- _WORK INSTRUCTIONS_
What you give back should be exactly the opening lines of the data, ending with the line that contains "use rust_decimal::Decimal;" and including it.

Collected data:
○ ○ ○ ○ ○ ○ ○

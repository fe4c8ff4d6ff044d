//! Interfaces the engine consumes.
//!
//! Postgres implementations live in `store::postgres`, in-memory ones in
//! `store::memory`.

use crate::entities::{
    AccountSnapshot, AuditRecord, DeliveryOutcome, Payment, PaymentStatus, StatusChange,
    StatusHistoryEntry, WebhookDeliveryAttempt, WebhookDeliveryTry, WebhookSubscription,
};
use crate::error::{LedgerError, StoreError};
use async_trait::async_trait;
use payrail_sdk::objects::EventName;
use rust_decimal::Decimal;
use std::collections::HashMap;
use std::time::Duration;
use time::OffsetDateTime;
use uuid::Uuid;

#[async_trait]
pub trait PaymentRepository: Send + Sync {
    /// Store a new payment together with its creation history entry.
    async fn insert(&self, payment: &Payment, created: &StatusHistoryEntry) -> Result<(), StoreError>;

    async fn get(&self, reference: &str) -> Result<Option<Payment>, StoreError>;

    /// Compare-and-set the status on `change.from` and append the history
    /// entry in the same unit of work. `Ok(None)` when the payment is not in
    /// `change.from` (or does not exist); nothing is written then.
    async fn apply_transition(&self, change: &StatusChange) -> Result<Option<Payment>, StoreError>;

    /// Persist the risk score and merge `tags` into the payment metadata.
    async fn record_risk_score(
        &self,
        reference: &str,
        score: u8,
        tags: &HashMap<String, String>,
    ) -> Result<(), StoreError>;

    /// History ordered by sequence number.
    async fn history(&self, reference: &str) -> Result<Vec<StatusHistoryEntry>, StoreError>;

    async fn count_created_since(&self, account_id: Uuid, since: OffsetDateTime) -> Result<u32, StoreError>;

    /// Payments in `status` last updated at or before `updated_before`,
    /// oldest first.
    async fn list_by_status(
        &self,
        status: PaymentStatus,
        updated_before: OffsetDateTime,
    ) -> Result<Vec<Payment>, StoreError>;
}

/// Account balances. Each call is a single atomic operation.
#[async_trait]
pub trait LedgerAdapter: Send + Sync {
    async fn get_balance(&self, account_id: Uuid) -> Result<Decimal, LedgerError>;

    /// Fails with `InsufficientFunds` and no side effect when the balance
    /// does not cover `amount`. Returns the new balance.
    async fn debit(&self, account_id: Uuid, amount: Decimal, reference: &str) -> Result<Decimal, LedgerError>;

    async fn credit(&self, account_id: Uuid, amount: Decimal, reference: &str) -> Result<Decimal, LedgerError>;
}

#[async_trait]
pub trait AccountDirectory: Send + Sync {
    async fn get_account(&self, account_id: Uuid) -> Result<Option<AccountSnapshot>, StoreError>;
}

#[async_trait]
pub trait SubscriptionStore: Send + Sync {
    async fn list_active_subscriptions(
        &self,
        account_id: Uuid,
        event: EventName,
    ) -> Result<Vec<WebhookSubscription>, StoreError>;

    async fn get_subscription(&self, id: Uuid) -> Result<Option<WebhookSubscription>, StoreError>;
}

#[async_trait]
pub trait DeliveryRepository: Send + Sync {
    async fn insert_attempts(&self, attempts: &[WebhookDeliveryAttempt]) -> Result<(), StoreError>;

    /// Claim up to `limit` due attempts, leasing each for `lease`.
    async fn claim_due(
        &self,
        now: OffsetDateTime,
        lease: Duration,
        limit: usize,
    ) -> Result<Vec<WebhookDeliveryAttempt>, StoreError>;

    /// Update the attempt and append the try row as one unit of work.
    async fn record_outcome(&self, outcome: &DeliveryOutcome) -> Result<(), StoreError>;

    async fn get_attempt(&self, id: Uuid) -> Result<Option<WebhookDeliveryAttempt>, StoreError>;

    async fn tries(&self, attempt_id: Uuid) -> Result<Vec<WebhookDeliveryTry>, StoreError>;
}

#[async_trait]
pub trait AuditSink: Send + Sync {
    async fn record(&self, record: &AuditRecord) -> Result<(), StoreError>;
}

/// Injected cache; never a process-wide singleton.
#[async_trait]
pub trait Cache<K, V>: Send + Sync
where
    K: Send + Sync + 'static,
    V: Send + Sync + 'static,
{
    async fn get(&self, key: &K) -> Option<V>;
    async fn put(&self, key: K, value: V, ttl: Duration);
    async fn invalidate(&self, key: &K);
}
pub mod account;
pub mod audit;
pub mod payment;
pub mod webhook;

pub use account::{AccountSnapshot, AccountStatus, LedgerMovement, LedgerMovementKind};
pub use audit::AuditRecord;
pub use payment::{NewPayment, Payment, PaymentStatus, StatusChange, StatusHistoryEntry};
pub use webhook::{
    DeliveryOutcome, DeliveryState, WebhookDeliveryAttempt, WebhookDeliveryTry,
    WebhookSubscription,
};
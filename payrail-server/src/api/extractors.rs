//! Custom Axum extractors.
//!
//! `Correlated` turns the `X-Correlation-Id` header into the
//! [`RequestContext`] every lifecycle operation takes. Requests without the
//! header get a fresh id; a header that is not a UUID is rejected.

use axum::{
    extract::FromRequestParts,
    http::{StatusCode, request::Parts},
    response::{IntoResponse, Response},
};
use payrail_core::RequestContext;
use uuid::Uuid;

pub const CORRELATION_ID_HEADER: &str = "x-correlation-id";

/// Actor recorded in history and audit entries for API-initiated changes.
pub const API_ACTOR: &str = "api";

pub struct Correlated(pub RequestContext);

#[derive(Debug, thiserror::Error)]
pub enum CorrelationIdError {
    #[error("X-Correlation-Id header is not valid UTF-8")]
    NotText,
    #[error("X-Correlation-Id header is not a UUID")]
    NotUuid,
}

impl IntoResponse for CorrelationIdError {
    fn into_response(self) -> Response {
        (StatusCode::BAD_REQUEST, self.to_string()).into_response()
    }
}

impl<S> FromRequestParts<S> for Correlated
where
    S: Send + Sync,
{
    type Rejection = CorrelationIdError;

    async fn from_request_parts(parts: &mut Parts, _state: &S) -> Result<Self, Self::Rejection> {
        let correlation_id = match parts.headers.get(CORRELATION_ID_HEADER) {
            Some(value) => {
                let text = value.to_str().map_err(|_| CorrelationIdError::NotText)?;
                Uuid::parse_str(text.trim()).map_err(|_| CorrelationIdError::NotUuid)?
            }
            None => Uuid::new_v4(),
        };
        Ok(Correlated(RequestContext::with_correlation_id(
            correlation_id,
            API_ACTOR,
        )))
    }
}
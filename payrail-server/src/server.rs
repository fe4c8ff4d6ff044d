//! Axum server setup and router configuration.

use crate::api;
use crate::shutdown::shutdown_signal;
use crate::state::AppState;
use axum::{Json, Router, response::IntoResponse, routing::get};
use serde::Serialize;
use std::net::SocketAddr;
use tokio::net::TcpListener;

/// Build the main application router.
pub fn build_router(state: AppState) -> Router {
    Router::new()
        .route("/health", get(health_check))
        .merge(api::router())
        .with_state(state)
}

#[derive(Serialize)]
struct HealthResponse {
    status: &'static str,
    version: &'static str,
}

async fn health_check() -> impl IntoResponse {
    Json(HealthResponse {
        status: "healthy",
        version: env!("CARGO_PKG_VERSION"),
    })
}

/// Run the server with graceful shutdown support.
pub async fn run_server(router: Router, addr: SocketAddr) -> Result<(), std::io::Error> {
    let listener = TcpListener::bind(addr).await?;
    tracing::info!("Server listening on {}", addr);

    axum::serve(listener, router)
        .with_graceful_shutdown(shutdown_signal())
        .await
}

#[cfg(test)]
mod tests {
    use super::*;
    use crate::config::LoadedConfig;
    use crate::config::file::{DevAccount, DevConfig};
    use crate::engine::{Backends, Engine};
    use axum::body::{Body, to_bytes};
    use axum::http::{Request, StatusCode};
    use payrail_core::config::{DispatcherConfig, GatewayConfig, ServerConfig, WorkerConfig};
    use payrail_core::gateway::{CircuitBreakerConfig, RetryPolicy};
    use payrail_core::risk::{OffHours, RiskPolicy};
    use payrail_sdk::objects::{
        PaymentResponse, PaymentStatus, ProcessPaymentResponse, StatusHistoryResponse,
    };
    use rust_decimal_macros::dec;
    use serde_json::json;
    use std::time::Duration;
    use tokio::sync::watch;
    use tower::ServiceExt;
    use url::Url;
    use uuid::Uuid;
    use wiremock::matchers::{method, path};
    use wiremock::{Mock, MockServer, ResponseTemplate};

    struct TestApp {
        router: Router,
        account: Uuid,
        shutdown_tx: watch::Sender<bool>,
        engine: Engine,
        _gateway: MockServer,
    }

    async fn app(approved: bool) -> TestApp {
        let gateway = MockServer::start().await;
        Mock::given(method("POST"))
            .and(path("/charges"))
            .respond_with(ResponseTemplate::new(200).set_body_json(json!({ "approved": approved })))
            .mount(&gateway)
            .await;
        Mock::given(method("POST"))
            .and(path("/refunds"))
            .respond_with(ResponseTemplate::new(200).set_body_json(json!({ "approved": true })))
            .mount(&gateway)
            .await;

        let account = Uuid::new_v4();
        let config = LoadedConfig {
            server: ServerConfig {
                listen: "127.0.0.1:0".parse().unwrap(),
            },
            gateway: GatewayConfig {
                base_url: Url::parse(&format!("{}/", gateway.uri())).unwrap(),
                api_key: None,
                call_timeout: Duration::from_secs(2),
                retry: RetryPolicy::none(),
                circuit_breaker: CircuitBreakerConfig::default(),
            },
            risk: RiskPolicy {
                off_hours: OffHours {
                    start_hour: 0,
                    end_hour: 0,
                    points: 0,
                },
                ..RiskPolicy::default()
            },
            dispatcher: DispatcherConfig::default(),
            worker: WorkerConfig::default(),
            dev: DevConfig {
                accounts: vec![DevAccount {
                    id: account,
                    balance: dec!(500),
                    age_days: 365,
                }],
                subscriptions: vec![],
            },
        };

        let (shutdown_tx, shutdown_rx) = watch::channel(false);
        let backends = Backends::in_memory(&config.dev).await;
        let engine = Engine::start(&config, backends, shutdown_rx).unwrap();
        TestApp {
            router: build_router(engine.state.clone()),
            account,
            shutdown_tx,
            engine,
            _gateway: gateway,
        }
    }

    impl TestApp {
        async fn send(&self, request: Request<Body>) -> (StatusCode, Vec<u8>) {
            let response = self.router.clone().oneshot(request).await.unwrap();
            let status = response.status();
            let body = to_bytes(response.into_body(), usize::MAX).await.unwrap();
            (status, body.to_vec())
        }

        async fn post(&self, uri: &str, body: serde_json::Value) -> (StatusCode, Vec<u8>) {
            self.send(
                Request::builder()
                    .method("POST")
                    .uri(uri)
                    .header("content-type", "application/json")
                    .body(Body::from(body.to_string()))
                    .unwrap(),
            )
            .await
        }

        async fn get(&self, uri: &str) -> (StatusCode, Vec<u8>) {
            self.send(Request::builder().uri(uri).body(Body::empty()).unwrap())
                .await
        }

        async fn create(&self, amount: &str) -> PaymentResponse {
            let (status, body) = self
                .post(
                    "/payments",
                    json!({ "accountId": self.account, "amount": amount, "currency": "USD", "paymentMethodId": "pm_card" }),
                )
                .await;
            assert_eq!(status, StatusCode::CREATED);
            serde_json::from_slice(&body).unwrap()
        }

        async fn wait_for(&self, reference: &str, wanted: PaymentStatus) -> PaymentResponse {
            for _ in 0..100 {
                let (_, body) = self.get(&format!("/payments/{reference}")).await;
                let payment: PaymentResponse = serde_json::from_slice(&body).unwrap();
                if payment.status == wanted {
                    return payment;
                }
                tokio::time::sleep(Duration::from_millis(20)).await;
            }
            panic!("payment {reference} never reached {wanted}");
        }

        async fn stop(self) {
            self.shutdown_tx.send(true).unwrap();
            self.engine.join().await;
        }
    }

    #[tokio::test]
    async fn test_health_check() {
        let app = app(true).await;
        let (status, body) = app.get("/health").await;
        assert_eq!(status, StatusCode::OK);
        let body: serde_json::Value = serde_json::from_slice(&body).unwrap();
        assert_eq!(body["status"], "healthy");
        app.stop().await;
    }

    #[tokio::test]
    async fn test_created_payment_completes_in_background() {
        let app = app(true).await;
        let created = app.create("50.00").await;
        assert_eq!(created.status, PaymentStatus::Pending);
        assert!(created.reference.starts_with("pay_"));

        let completed = app.wait_for(&created.reference, PaymentStatus::Completed).await;
        assert_eq!(completed.amount, dec!(50.00));
        assert!(completed.risk_score.is_some());

        let (status, body) = app
            .get(&format!("/payments/{}/history", created.reference))
            .await;
        assert_eq!(status, StatusCode::OK);
        let history: Vec<StatusHistoryResponse> = serde_json::from_slice(&body).unwrap();
        let walk: Vec<_> = history.iter().map(|e| e.to_status).collect();
        assert_eq!(
            walk,
            vec![
                PaymentStatus::Pending,
                PaymentStatus::Processing,
                PaymentStatus::Completed
            ]
        );
        app.stop().await;
    }

    #[tokio::test]
    async fn test_refund_after_completion() {
        let app = app(true).await;
        let created = app.create("80").await;
        app.wait_for(&created.reference, PaymentStatus::Completed).await;

        let (status, body) = app
            .post(
                &format!("/payments/{}/refund", created.reference),
                json!({ "amount": "80", "reason": "customer request" }),
            )
            .await;
        assert_eq!(status, StatusCode::OK);
        let refunded: PaymentResponse = serde_json::from_slice(&body).unwrap();
        assert_eq!(refunded.status, PaymentStatus::Refunded);
        app.stop().await;
    }

    #[tokio::test]
    async fn test_declined_charge_reports_failure_reason() {
        let app = app(false).await;
        // Stop the worker so the explicit process call does the settlement.
        app.shutdown_tx.send(true).unwrap();
        tokio::time::sleep(Duration::from_millis(20)).await;

        let created = app.create("50").await;
        let uri = format!("/payments/{}/process", created.reference);
        let (status, body) = app.post(&uri, json!({})).await;
        assert_eq!(status, StatusCode::OK);
        let outcome: ProcessPaymentResponse = serde_json::from_slice(&body).unwrap();
        assert_eq!(outcome.payment.status, PaymentStatus::Failed);
        assert_eq!(outcome.failure_reason.as_deref(), Some("gateway declined"));

        // Processing again is a state conflict, not a second settlement.
        let (status, _) = app.post(&uri, json!({})).await;
        assert_eq!(status, StatusCode::CONFLICT);
        app.engine.join().await;
    }

    #[tokio::test]
    async fn test_validation_and_lookup_errors() {
        let app = app(true).await;

        let (status, _) = app
            .post(
                "/payments",
                json!({ "accountId": app.account, "amount": "-5", "currency": "USD" }),
            )
            .await;
        assert_eq!(status, StatusCode::BAD_REQUEST);

        let (status, _) = app
            .post(
                "/payments",
                json!({ "accountId": app.account, "amount": "5", "currency": "usd" }),
            )
            .await;
        assert_eq!(status, StatusCode::BAD_REQUEST);

        let (status, _) = app.get("/payments/pay_missing").await;
        assert_eq!(status, StatusCode::NOT_FOUND);

        let (status, _) = app.get("/payments/pay_missing/history").await;
        assert_eq!(status, StatusCode::NOT_FOUND);

        let (status, _) = app
            .post(
                &format!("/webhooks/attempts/{}/redeliver", Uuid::new_v4()),
                json!({}),
            )
            .await;
        assert_eq!(status, StatusCode::NOT_FOUND);
        app.stop().await;
    }

    #[tokio::test]
    async fn test_malformed_correlation_id_is_rejected() {
        let app = app(true).await;
        let request = Request::builder()
            .method("POST")
            .uri("/payments")
            .header("content-type", "application/json")
            .header("x-correlation-id", "not-a-uuid")
            .body(Body::from(
                json!({ "accountId": app.account, "amount": "5", "currency": "USD" }).to_string(),
            ))
            .unwrap();
        let (status, _) = app.send(request).await;
        assert_eq!(status, StatusCode::BAD_REQUEST);
        app.stop().await;
    }

    #[tokio::test]
    async fn test_cancel_pending_payment_with_future_expiry() {
        let app = app(true).await;
        // Stop the worker first so the payment stays PENDING.
        app.shutdown_tx.send(true).unwrap();
        tokio::time::sleep(Duration::from_millis(20)).await;

        let expires_at = time::OffsetDateTime::now_utc().unix_timestamp() + 3600;
        let (status, body) = app
            .post(
                "/payments",
                json!({ "accountId": app.account, "amount": "5", "currency": "USD", "expiresAt": expires_at }),
            )
            .await;
        assert_eq!(status, StatusCode::CREATED);
        let created: PaymentResponse = serde_json::from_slice(&body).unwrap();
        assert_eq!(created.expires_at, Some(expires_at));

        let (status, body) = app
            .post(
                &format!("/payments/{}/cancel", created.reference),
                json!({ "reason": "customer abandoned checkout" }),
            )
            .await;
        assert_eq!(status, StatusCode::OK);
        let cancelled: PaymentResponse = serde_json::from_slice(&body).unwrap();
        assert_eq!(cancelled.status, PaymentStatus::Cancelled);
        app.engine.join().await;
    }
}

○ ○ ○ ○ ○ ○ ○

- _SOLUTION FOR THIS TASK_
repository fe4c8ff4d6ff044d
//! Interfaces the engine consumes.
//!
//! Postgres implementations live in `store::postgres`, in-memory ones in
//! `store::memory`.

use crate::entities::{
    AccountSnapshot, AuditRecord, DeliveryOutcome, Payment, PaymentStatus, StatusChange,
    StatusHistoryEntry, WebhookDeliveryAttempt, WebhookDeliveryTry, WebhookSubscription,
};
use crate::error::{LedgerError, StoreError};
use async_trait::async_trait;
use payrail_sdk::objects::EventName;
use rust_decimal::Decimal;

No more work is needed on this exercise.